Au cours des deux dernières semaines, nous avons traité de certains enjeux liés à l’emploi et l’éducation dans le cadre de la régionalisation de l’immigration. Voici le 3e volet de ce reportage, portant sur l’impact de l’immigration en région dans le secteur de la santé et des services sociaux. (Dernière partie la semaine prochaine: les initiatives des immigrants dans les petites communautés)

Le récent Séminaire canadien de recherche sur l’immigration en dehors des grands centres tenu à l’Université de Sherbrooke a souligné les manques toujours importants en financement, personnel, formation généralisée, en structures et infrastructures dans l’aide à la santé et les services sociaux aux immigrants en région. Et ce, malgré certaines avancées, les partenariats pertinents et la compétence des organismes engagés sur le terrain.

S’ajoute également le phénomène d’une nouvelle clientèle migratoire: les étudiants internationaux de plus en plus présents dans les universités en dehors des métropoles. Cette situation permet de réfléchir sur les trajectoires entre milieux d’études et emploi. La spécificité du parcours migratoire des clientèles a un impact sur l’aide à la santé. De plus, les étudiants internationaux représentent un nouveau capital de ressources humaines que les régions veulent attirer et retenir.

D’autre part, la croissance de l’établissement des réfugiés en région présente de nouveaux enjeux d’interaction entre les populations locales et ceux-ci. Ceci amène un questionnement sur l’accueil humanitaire et l’intervention dans les milieux éloignés des grands centres.

L’interculturel en matière de santé

Lors du Séminaire à l’Université de Sherbrooke, Margot Tremblay du Réseau communautaire en santé et services sociaux pour les personnes d’expression anglaise et représentante du Réseau de services communautaires Jeffery Haleet mentionne «Nous travaillons davantage dans le secteur de la santé publique que des soins de santé primaire. Les réfugiés forment un groupe vulnérable important.
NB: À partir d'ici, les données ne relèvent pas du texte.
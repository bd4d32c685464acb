use gitpulse_process::{KillReason, ProcessError};
use thiserror::Error;

/// Errors returned by the statistics operations
#[derive(Error, Debug)]
pub enum StatsError {
    /// Missing executable or invalid repository; retrying will not help
    #[error("Configuration error: {0}")]
    Config(String),

    /// git failed or printed something unparseable
    #[error("Query failed: {0}")]
    Query(String),

    /// git was killed before the query finished
    #[error("Query cancelled: {0}")]
    Cancelled(KillReason),
}

impl StatsError {
    /// Only cancellations are worth retrying (e.g. with a longer deadline)
    pub fn is_retryable(&self) -> bool {
        matches!(self, Self::Cancelled(_))
    }
}

impl From<ProcessError> for StatsError {
    fn from(err: ProcessError) -> Self {
        match err {
            ProcessError::NotFound(program) => {
                StatsError::Config(format!("git executable not found: {}", program))
            }
            ProcessError::SpawnFailed(e) => {
                StatsError::Config(format!("failed to start git: {}", e))
            }
            ProcessError::Io(e) => StatsError::Query(format!("failed to read git output: {}", e)),
            ProcessError::Consumer(e) => StatsError::Query(e.to_string()),
        }
    }
}

impl From<ParseError> for StatsError {
    fn from(err: ParseError) -> Self {
        StatsError::Query(err.to_string())
    }
}

/// A commit stream that cannot be interpreted
#[derive(Error, Debug)]
pub enum ParseError {
    #[error("failed to read log output: {0}")]
    Io(#[from] std::io::Error),

    #[error("line {line}: malformed commit header {header:?}")]
    MalformedHeader { line: usize, header: String },

    #[error("line {line}: invalid commit timestamp {value:?}")]
    InvalidTimestamp { line: usize, value: String },

    #[error("line {line}: output before the first commit header: {content:?}")]
    UnexpectedLine { line: usize, content: String },
}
Ils constituent notre clientèle première.»
En matière de santé et services sociaux, le premier niveau d’aide aux réfugiés et autres immigrants porte sur les soins dédiés à la famille. Au Québec, l’intervention des organismes communautaires est complémentaire et essentielle au soutien de l’infrastructure officielle représentée par les Centres locaux de services communautaires (CLSC). Le partenariat établi entre les CLSC et les organismes communautaires devient donc un atout indéniable dans la livraison des services en santé et services sociaux auprès des personnes immigrantes en région.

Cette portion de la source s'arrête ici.